§ **Recorded information**:
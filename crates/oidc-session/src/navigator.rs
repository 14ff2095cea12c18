//! Navigation seam for authorize and end-session redirects

use parking_lot::Mutex;
use std::fmt;
use url::Url;

use crate::error::Result;

/// Performs the full-page navigation of a redirect-capable host
pub trait Navigator: Send + Sync + fmt::Debug {
    /// Navigate to `url`
    ///
    /// # Errors
    ///
    /// Implementations return an error if the navigation cannot be started.
    fn navigate(&self, url: &Url) -> Result<()>;
}

/// Navigator that records every URL instead of leaving the process
#[derive(Debug, Default)]
pub struct RecordingNavigator {
    visited: Mutex<Vec<Url>>,
}

impl RecordingNavigator {
    /// Create an empty recorder
    pub fn new() -> Self {
        Self::default()
    }

    /// URLs navigated to so far
    pub fn visited(&self) -> Vec<Url> {
        self.visited.lock().clone()
    }

    /// Most recent navigation
    pub fn last(&self) -> Option<Url> {
        self.visited.lock().last().cloned()
    }
}

impl Navigator for RecordingNavigator {
    fn navigate(&self, url: &Url) -> Result<()> {
        self.visited.lock().push(url.clone());
        Ok(())
    }
}
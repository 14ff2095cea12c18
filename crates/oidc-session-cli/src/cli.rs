//! CLI argument parsing

use clap::{Args, Parser, Subcommand, ValueEnum};
use std::path::PathBuf;

/// Default location of the durable session file
pub const DEFAULT_STATE_FILE: &str = ".oidc-session.json";

/// Main CLI application structure
#[derive(Parser, Debug)]
#[command(
    name = "oidc-session-cli",
    version,
    about = "Sign in to an OpenID Connect provider and manage the resulting session",
    long_about = "Drives the authorization code flow (with PKCE) against an OpenID Connect provider.\n\
                  Session state is kept in a local file between invocations, so a sign-in is\n\
                  completed in two steps: `sign-in` prints the authorization URL, and\n\
                  `sign-in --callback <URL>` exchanges the code from the redirect.\n\n\
                  SECURITY WARNINGS:\n\
                  - The state file holds access and refresh tokens in plain text\n\
                  - Prefer OIDC_SESSION_CLIENT_SECRET over writing secrets into config files"
)]
pub struct Cli {
    /// Subcommand to run
    #[command(subcommand)]
    pub command: Commands,

    /// Client configuration file (toml, yaml or json)
    #[arg(
        long,
        short = 'c',
        global = true,
        env = "OIDC_SESSION_CONFIG",
        default_value = "oidc-session.toml"
    )]
    pub config: PathBuf,

    /// Session state file; overrides `storage_path` from the configuration
    #[arg(long, global = true, env = "OIDC_SESSION_STATE")]
    pub state: Option<PathBuf>,

    /// Output format
    #[arg(long, short = 'f', global = true, value_enum, default_value = "human")]
    pub format: OutputFormat,

    /// Increase log verbosity (-v debug, -vv trace)
    #[arg(long, short = 'v', global = true, action = clap::ArgAction::Count)]
    pub verbose: u8,

    /// Disable colored output
    #[arg(long, global = true)]
    pub no_color: bool,
}

impl Cli {
    /// State file to use when the configuration does not name one
    pub fn state_file(&self, configured: Option<&PathBuf>) -> PathBuf {
        self.state
            .clone()
            .or_else(|| configured.cloned())
            .unwrap_or_else(|| PathBuf::from(DEFAULT_STATE_FILE))
    }

    /// Tracing filter directive derived from `-v`
    pub fn log_level(&self) -> &'static str {
        match self.verbose {
            0 => "warn",
            1 => "debug",
            _ => "trace",
        }
    }
}

/// Available commands
#[derive(Subcommand, Debug)]
pub enum Commands {
    /// Start a sign-in, or finish one with the redirect URL
    SignIn {
        /// Redirect URL received after authorizing, including its query
        #[arg(long)]
        callback: Option<String>,
    },

    /// Print a valid access token, refreshing it if needed
    Token,

    /// Show the signed-in user
    UserInfo,

    /// Clear the local session and print the end-session URL
    SignOut,

    /// Revoke the access token at the provider and clear the session
    Revoke,

    /// Show the provider endpoints in use
    Endpoints {
        /// Discover the endpoints now if none are stored
        #[arg(long)]
        discover: bool,
    },

    /// Send a custom grant to the token endpoint
    Grant(GrantArgs),

    /// Switch the session to another account
    SwitchAccount {
        /// Username to switch to
        username: String,

        /// User store domain of the target account
        #[arg(long, default_value = "PRIMARY")]
        userstore_domain: String,

        /// Tenant domain of the target account
        #[arg(long, default_value = "carbon.super")]
        tenant_domain: String,
    },
}

/// Custom grant options
#[derive(Args, Debug, Clone)]
pub struct GrantArgs {
    /// Form parameter as KEY=VALUE; values may use {{token}}, {{username}},
    /// {{scope}}, {{clientID}} and {{clientSecret}}
    #[arg(long = "param", short = 'p', value_name = "KEY=VALUE", required = true)]
    pub params: Vec<String>,

    /// Send the access token as a bearer credential
    #[arg(long)]
    pub attach_token: bool,

    /// The response is a token response that replaces the session
    #[arg(long)]
    pub returns_session: bool,

    /// Print the raw response
    #[arg(long)]
    pub response: bool,

    /// Fail unless a session exists
    #[arg(long)]
    pub require_session: bool,
}

/// Output format options
#[derive(Debug, Clone, Copy, PartialEq, Eq, ValueEnum)]
pub enum OutputFormat {
    /// Human-readable with colors
    Human,
    /// JSON output
    Json,
    /// Table format
    Table,
}

#[cfg(test)]
mod tests {
    use super::*;

    #[test]
    fn test_grant_params_are_collected() {
        let cli = Cli::try_parse_from([
            "oidc-session-cli",
            "grant",
            "-p",
            "grant_type=urn:example:delegate",
            "--param",
            "subject_token={{token}}",
            "--attach-token",
        ])
        .unwrap();

        let Commands::Grant(args) = cli.command else {
            panic!("expected grant");
        };
        assert_eq!(args.params.len(), 2);
        assert!(args.attach_token);
        assert!(!args.returns_session);
    }

    #[test]
    fn test_grant_requires_a_param() {
        assert!(Cli::try_parse_from(["oidc-session-cli", "grant"]).is_err());
    }

    #[test]
    fn test_verbosity_maps_to_level() {
        let cli = Cli::try_parse_from(["oidc-session-cli", "-vv", "token"]).unwrap();
        assert_eq!(cli.log_level(), "trace");
        let cli = Cli::try_parse_from(["oidc-session-cli", "token"]).unwrap();
        assert_eq!(cli.log_level(), "warn");
    }

    #[test]
    fn test_state_file_precedence() {
        let cli = Cli::try_parse_from(["oidc-session-cli", "token"]).unwrap();
        assert_eq!(cli.state_file(None), PathBuf::from(DEFAULT_STATE_FILE));
        let configured = PathBuf::from("/var/lib/app/session.json");
        assert_eq!(cli.state_file(Some(&configured)), configured);

        let cli = Cli::try_parse_from(["oidc-session-cli", "--state", "s.json", "token"]).unwrap();
        assert_eq!(cli.state_file(Some(&configured)), PathBuf::from("s.json"));
    }

    #[test]
    fn test_switch_account_defaults() {
        let cli = Cli::try_parse_from(["oidc-session-cli", "switch-account", "bob"]).unwrap();
        let Commands::SwitchAccount {
            username,
            userstore_domain,
            tenant_domain,
        } = cli.command
        else {
            panic!("expected switch-account");
        };
        assert_eq!(username, "bob");
        assert_eq!(userstore_domain, "PRIMARY");
        assert_eq!(tenant_domain, "carbon.super");
    }
}
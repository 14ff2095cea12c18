//! Rich output formatting for CLI

use crate::cli::OutputFormat;
use crate::error::{CliError, CliResult};
use comfy_table::{Table, modifiers::UTF8_ROUND_CORNERS, presets::UTF8_FULL};
use oidc_session::{Endpoint, GrantResponse, ProviderConfiguration, UserInfo};
use owo_colors::OwoColorize;
use serde::Serialize;
use serde_json::json;
use url::Url;

/// Format and display output based on format preference
pub struct Formatter {
    format: OutputFormat,
    colored: bool,
}

impl Formatter {
    #[must_use]
    pub fn new(format: OutputFormat, colored: bool) -> Self {
        Self { format, colored }
    }

    /// Display any serializable value
    pub fn display<T: Serialize + ?Sized>(&self, value: &T) -> CliResult<()> {
        let json = serde_json::to_string_pretty(value)?;
        println!("{json}");
        Ok(())
    }

    /// Display the signed-in user
    pub fn display_user(&self, user: &UserInfo) -> CliResult<()> {
        match self.format {
            OutputFormat::Human => {
                self.print_header(&format!("Signed in as {}", user.username));
                self.print_kv("Display name", &user.display_name);
                self.print_kv("Email", user.email.as_deref().unwrap_or("-"));
                self.print_kv("Scopes", &user.allowed_scopes);
                if let Some(endpoint) = &user.authorization_endpoint {
                    self.print_kv("Authorization endpoint", endpoint);
                }
                if let Some(iframe) = &user.oidc_session_iframe {
                    self.print_kv("Session iframe", iframe);
                }
                Ok(())
            }
            OutputFormat::Table => {
                let mut table = Table::new();
                table
                    .load_preset(UTF8_FULL)
                    .apply_modifier(UTF8_ROUND_CORNERS)
                    .set_header(vec!["Username", "Display Name", "Email", "Scopes"]);
                table.add_row(vec![
                    user.username.as_str(),
                    user.display_name.as_str(),
                    user.email.as_deref().unwrap_or("-"),
                    user.allowed_scopes.as_str(),
                ]);
                println!("{table}");
                Ok(())
            }
            OutputFormat::Json => self.display(user),
        }
    }

    /// Display provider endpoints
    pub fn display_endpoints(&self, provider: &ProviderConfiguration) -> CliResult<()> {
        match self.format {
            OutputFormat::Human => {
                self.print_header("Provider Endpoints");
                for endpoint in Endpoint::ALL {
                    self.print_kv(endpoint.as_str(), provider.get(endpoint).unwrap_or("-"));
                }
                self.print_footer(&format!(
                    "Issuer: {}  Client: {}",
                    provider.issuer, provider.client_id
                ));
                Ok(())
            }
            OutputFormat::Table => {
                let mut table = Table::new();
                table
                    .load_preset(UTF8_FULL)
                    .apply_modifier(UTF8_ROUND_CORNERS)
                    .set_header(vec!["Endpoint", "URL"]);

                for endpoint in Endpoint::ALL {
                    table.add_row(vec![endpoint.as_str(), provider.get(endpoint).unwrap_or("-")]);
                }
                table.add_row(vec!["issuer", provider.issuer.as_str()]);

                println!("{table}");
                Ok(())
            }
            OutputFormat::Json => self.display(provider),
        }
    }

    /// Display an access token
    pub fn display_token(&self, token: &str) -> CliResult<()> {
        match self.format {
            OutputFormat::Json => self.display(&json!({ "access_token": token })),
            // Bare token so the output can be captured by scripts
            _ => {
                println!("{token}");
                Ok(())
            }
        }
    }

    /// Display a URL the user has to open
    pub fn display_url(&self, label: &str, url: &Url) -> CliResult<()> {
        match self.format {
            OutputFormat::Json => self.display(&json!({ "action": label, "url": url.as_str() })),
            _ => {
                self.print_info(label);
                println!("{url}");
                Ok(())
            }
        }
    }

    /// Display a raw grant response
    pub fn display_response(&self, response: &GrantResponse) -> CliResult<()> {
        match self.format {
            OutputFormat::Human => {
                self.print_header(&format!("HTTP {}", response.status));
                for (name, value) in &response.headers {
                    self.print_kv(name, value);
                }
                println!();
                match response.json() {
                    Ok(body) => println!("{}", serde_json::to_string_pretty(&body)?),
                    Err(_) => println!("{}", response.body),
                }
                Ok(())
            }
            _ => self.display(response),
        }
    }

    /// Display a success message
    pub fn display_success(&self, message: &str) {
        if self.format == OutputFormat::Json {
            println!("{}", json!({ "status": "ok", "message": message }));
        } else if self.colored {
            println!("{} {}", "✓".bright_green().bold(), message);
        } else {
            println!("✓ {message}");
        }
    }

    /// Display an informational message
    pub fn display_notice(&self, message: &str) {
        if self.format == OutputFormat::Json {
            println!("{}", json!({ "status": "empty", "message": message }));
        } else {
            self.print_info(message);
        }
    }

    /// Display error with rich formatting
    pub fn display_error(&self, error: &CliError) {
        if self.colored {
            eprintln!(
                "{} {}: {}",
                "Error".bright_red().bold(),
                format!("[{}]", error.category()).bright_black(),
                error
            );

            let suggestions = error.suggestions();
            if !suggestions.is_empty() {
                eprintln!("\n{}", "Suggestions:".bright_yellow().bold());
                for suggestion in suggestions {
                    eprintln!("  {} {}", "•".bright_blue(), suggestion);
                }
            }
        } else {
            eprintln!("Error [{}]: {error}", error.category());

            let suggestions = error.suggestions();
            if !suggestions.is_empty() {
                eprintln!("\nSuggestions:");
                for suggestion in suggestions {
                    eprintln!("  • {suggestion}");
                }
            }
        }
    }

    fn print_header(&self, text: &str) {
        if self.colored {
            println!("\n{}", text.bright_cyan().bold());
            println!("{}", "=".repeat(text.len()).bright_cyan());
        } else {
            println!("\n{text}");
            println!("{}", "=".repeat(text.len()));
        }
    }

    fn print_footer(&self, text: &str) {
        if self.colored {
            println!("\n{}", text.bright_black());
        } else {
            println!("\n{text}");
        }
    }

    fn print_info(&self, text: &str) {
        if self.colored {
            println!("{}", text.bright_blue());
        } else {
            println!("{text}");
        }
    }

    fn print_kv(&self, key: &str, value: &str) {
        if self.colored {
            println!("  {}: {}", key.bright_green().bold(), value);
        } else {
            println!("  {key}: {value}");
        }
    }
}
//! ID token verification
//!
//! Tokens are checked against the provider's JWKS with a fixed algorithm
//! allow-list, the client ID as audience, the stored issuer, and the token's
//! own subject. A token that is well formed but does not verify yields
//! `Ok(false)`; a token that cannot be parsed at all is an error.

use base64::Engine;
use base64::engine::general_purpose::URL_SAFE_NO_PAD;
use jsonwebtoken::errors::ErrorKind;
use jsonwebtoken::jwk::{Jwk, JwkSet};
use jsonwebtoken::{Algorithm, DecodingKey, Validation, decode};
use serde::Deserialize;
use serde::de::DeserializeOwned;
use tracing::{debug, error, warn};

use crate::config::AuthConfig;
use crate::error::{Error, Result};
use crate::metadata::{Endpoint, ProviderConfiguration, default_issuer};
use crate::session::AuthenticatedUser;

/// Signing algorithms accepted for ID tokens
pub const ALLOWED_ALGORITHMS: [&str; 4] = ["RS256", "RS512", "RS384", "PS256"];

/// Unverified JOSE header fields used for key selection
#[derive(Debug, Clone, Deserialize)]
pub struct TokenHeader {
    /// Signing algorithm
    pub alg: String,
    /// Key ID
    #[serde(default)]
    pub kid: Option<String>,
}

/// Identity claims read from an ID token payload
#[derive(Debug, Clone, Deserialize)]
pub struct IdTokenClaims {
    /// Subject
    pub sub: String,
    /// Preferred username
    #[serde(default)]
    pub preferred_username: Option<String>,
    /// Email address
    #[serde(default)]
    pub email: Option<String>,
}

fn segments(token: &str) -> Result<[&str; 3]> {
    let parts: Vec<&str> = token.split('.').collect();
    match parts.as_slice() {
        [header, payload, signature] if !header.is_empty() && !payload.is_empty() => {
            Ok([*header, *payload, *signature])
        }
        _ => Err(Error::MalformedToken(format!(
            "expected 3 dot-separated segments, found {}",
            parts.len()
        ))),
    }
}

fn decode_segment<T: DeserializeOwned>(segment: &str, what: &str) -> Result<T> {
    let bytes = URL_SAFE_NO_PAD
        .decode(segment.trim_end_matches('='))
        .map_err(|e| Error::MalformedToken(format!("{what} is not base64url: {e}")))?;
    serde_json::from_slice(&bytes)
        .map_err(|e| Error::MalformedToken(format!("{what} is not valid JSON: {e}")))
}

/// Parse an unverified header segment
///
/// # Errors
///
/// Returns [`Error::MalformedToken`] on bad base64 or JSON.
pub fn parse_header(header_segment: &str) -> Result<TokenHeader> {
    decode_segment(header_segment, "header")
}

/// Decode the payload claims without verifying the signature
///
/// # Errors
///
/// Returns [`Error::MalformedToken`] if the token cannot be parsed.
pub fn claims(id_token: &str) -> Result<IdTokenClaims> {
    let [_, payload, _] = segments(id_token)?;
    decode_segment(payload, "payload")
}

/// Identity of the token's subject
///
/// # Errors
///
/// Returns [`Error::MalformedToken`] if the token cannot be parsed.
pub fn authenticated_user(id_token: &str) -> Result<AuthenticatedUser> {
    let claims = claims(id_token)?;
    Ok(AuthenticatedUser {
        display_name: claims
            .preferred_username
            .filter(|n| !n.is_empty())
            .unwrap_or_else(|| claims.sub.clone()),
        email: claims.email,
        username: claims.sub,
    })
}

/// Find the JWK whose `kid` matches the header
///
/// # Errors
///
/// Returns [`Error::KeyNotFound`] listing the available key IDs when none
/// matches, or [`Error::MalformedToken`] if the header cannot be parsed.
pub fn select_key<'a>(header_segment: &str, jwks: &'a JwkSet) -> Result<&'a Jwk> {
    let header = parse_header(header_segment)?;
    let expected = header.kid.unwrap_or_default();

    jwks.keys
        .iter()
        .find(|k| k.common.key_id.as_deref() == Some(expected.as_str()))
        .ok_or_else(|| Error::KeyNotFound {
            expected,
            available: jwks
                .keys
                .iter()
                .filter_map(|k| k.common.key_id.clone())
                .collect(),
        })
}

fn algorithm(name: &str) -> Option<Algorithm> {
    match name {
        "RS256" => Some(Algorithm::RS256),
        "RS384" => Some(Algorithm::RS384),
        "RS512" => Some(Algorithm::RS512),
        "PS256" => Some(Algorithm::PS256),
        _ => None,
    }
}

/// Verify signature and claims of an ID token
///
/// # Errors
///
/// Returns [`Error::MalformedToken`] when the token has missing segments, bad
/// base64 or bad JSON. Every other failure is `Ok(false)`.
pub fn verify(
    id_token: &str,
    jwk: &Jwk,
    client_id: &str,
    issuer: &str,
    expected_subject: &str,
) -> Result<bool> {
    let [header_segment, _, _] = segments(id_token)?;
    let header = parse_header(header_segment)?;

    let Some(alg) = algorithm(&header.alg) else {
        warn!(alg = %header.alg, "Rejecting ID token signed with a disallowed algorithm");
        return Ok(false);
    };

    let key = match DecodingKey::from_jwk(jwk) {
        Ok(key) => key,
        Err(e) => {
            warn!(error = %e, "JWK cannot be used as a decoding key");
            return Ok(false);
        }
    };

    let mut validation = Validation::new(alg);
    validation.algorithms = vec![alg];
    validation.set_audience(&[client_id]);
    validation.set_issuer(&[issuer]);
    validation.sub = Some(expected_subject.to_string());
    validation.set_required_spec_claims(&["exp", "aud", "iss", "sub"]);

    match decode::<serde_json::Value>(id_token, &key, &validation) {
        Ok(_) => Ok(true),
        Err(e) => match e.kind() {
            ErrorKind::InvalidToken
            | ErrorKind::Base64(_)
            | ErrorKind::Json(_)
            | ErrorKind::Utf8(_) => Err(Error::MalformedToken(e.to_string())),
            _ => {
                debug!(error = %e, "ID token did not verify");
                Ok(false)
            }
        },
    }
}

/// Fetches the provider JWKS and verifies ID tokens against it
#[derive(Debug, Clone)]
pub struct IdTokenVerifier {
    http: reqwest::Client,
}

impl IdTokenVerifier {
    /// Create a verifier using `http` for JWKS requests
    pub fn new(http: reqwest::Client) -> Self {
        Self { http }
    }

    /// Fetch the key set from `jwks_uri`
    ///
    /// # Errors
    ///
    /// Returns an error on transport failure, non-success status or a body
    /// that is not a JWK set.
    pub async fn fetch_jwks(&self, jwks_uri: &str) -> Result<JwkSet> {
        debug!(jwks_uri = %jwks_uri, "Fetching JWKS");

        let response = self.http.get(jwks_uri).send().await?;
        let status = response.status();
        if !status.is_success() {
            error!(jwks_uri = %jwks_uri, status = %status, "JWKS endpoint returned error");
            return Err(Error::InvalidIdToken(format!(
                "JWKS endpoint returned HTTP {status}"
            )));
        }

        let body = response.text().await?;
        Ok(serde_json::from_str(&body)?)
    }

    /// Verify `id_token` for `config` using the stored provider configuration.
    ///
    /// The expected subject is the token's own `sub`; the issuer falls back to
    /// `{origin}/oauth2/token` when none is stored.
    ///
    /// # Errors
    ///
    /// * [`Error::MissingEndpoint`] when no JWKS endpoint is known
    /// * [`Error::KeyNotFound`] when the JWKS lacks the signing key
    /// * [`Error::InvalidIdToken`] when verification fails
    /// * [`Error::MalformedToken`] when the token cannot be parsed
    pub async fn validate(
        &self,
        id_token: &str,
        provider: &ProviderConfiguration,
        config: &AuthConfig,
    ) -> Result<AuthenticatedUser> {
        let [header_segment, _, _] = segments(id_token)?;
        let claims = claims(id_token)?;

        let jwks_uri = provider.require(Endpoint::Jwks)?;
        let jwks = self.fetch_jwks(jwks_uri).await?;
        let jwk = select_key(header_segment, &jwks)?;

        let issuer = if provider.issuer.is_empty() {
            default_issuer(config)
        } else {
            provider.issuer.clone()
        };

        if !verify(id_token, jwk, &config.client_id, &issuer, &claims.sub)? {
            return Err(Error::InvalidIdToken(format!(
                "signature or claims did not verify for issuer {issuer}"
            )));
        }

        debug!(subject = %claims.sub, "ID token verified");
        authenticated_user(id_token)
    }
}

#[cfg(test)]
mod tests {
    use super::*;
    use serde_json::json;

    fn encode(value: serde_json::Value) -> String {
        URL_SAFE_NO_PAD.encode(value.to_string())
    }

    fn jwks(kids: &[&str]) -> JwkSet {
        let keys: Vec<_> = kids
            .iter()
            .map(|kid| json!({"kty": "RSA", "kid": kid, "n": "AQAB", "e": "AQAB"}))
            .collect();
        serde_json::from_value(json!({ "keys": keys })).unwrap()
    }

    #[test]
    fn test_select_key_by_kid() {
        let header = encode(json!({"alg": "RS256", "kid": "k2"}));
        let set = jwks(&["k1", "k2"]);
        let key = select_key(&header, &set).unwrap();
        assert_eq!(key.common.key_id.as_deref(), Some("k2"));
    }

    #[test]
    fn test_select_key_reports_available() {
        let header = encode(json!({"alg": "RS256", "kid": "rotated"}));
        let err = select_key(&header, &jwks(&["k1", "k2"])).unwrap_err();
        match err {
            Error::KeyNotFound {
                expected,
                available,
            } => {
                assert_eq!(expected, "rotated");
                assert_eq!(available, vec!["k1".to_string(), "k2".to_string()]);
            }
            other => panic!("unexpected error: {other}"),
        }
    }

    #[test]
    fn test_none_algorithm_is_false() {
        let token = format!(
            "{}.{}.",
            encode(json!({"alg": "none", "kid": "k1"})),
            encode(json!({"sub": "alice"}))
        );
        let set = jwks(&["k1"]);
        assert!(!verify(&token, &set.keys[0], "abc123", "https://idp", "alice").unwrap());
    }

    #[test]
    fn test_malformed_tokens_are_errors() {
        let set = jwks(&["k1"]);
        let jwk = &set.keys[0];
        assert!(matches!(
            verify("only.two", jwk, "c", "i", "s"),
            Err(Error::MalformedToken(_))
        ));
        assert!(matches!(
            verify("!!!.e30.sig", jwk, "c", "i", "s"),
            Err(Error::MalformedToken(_))
        ));
        let not_json = format!("{}.e30.sig", URL_SAFE_NO_PAD.encode("not json"));
        assert!(matches!(
            verify(&not_json, jwk, "c", "i", "s"),
            Err(Error::MalformedToken(_))
        ));
    }

    #[test]
    fn test_authenticated_user_falls_back_to_sub() {
        let token = format!(
            "{}.{}.sig",
            encode(json!({"alg": "RS256"})),
            encode(json!({"sub": "alice", "email": "alice@example.com"}))
        );
        let user = authenticated_user(&token).unwrap();
        assert_eq!(user.display_name, "alice");
        assert_eq!(user.username, "alice");
        assert_eq!(user.email.as_deref(), Some("alice@example.com"));

        let token = format!(
            "{}.{}.sig",
            encode(json!({"alg": "RS256"})),
            encode(json!({"sub": "u-1", "preferred_username": "Alice"}))
        );
        assert_eq!(authenticated_user(&token).unwrap().display_name, "Alice");
    }
}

§ **Exercise goal**: Where a line in the listing above includes the string "SwitchAccount", copy that line.

§ **Reply**:
    SwitchAccount {
        let Commands::SwitchAccount {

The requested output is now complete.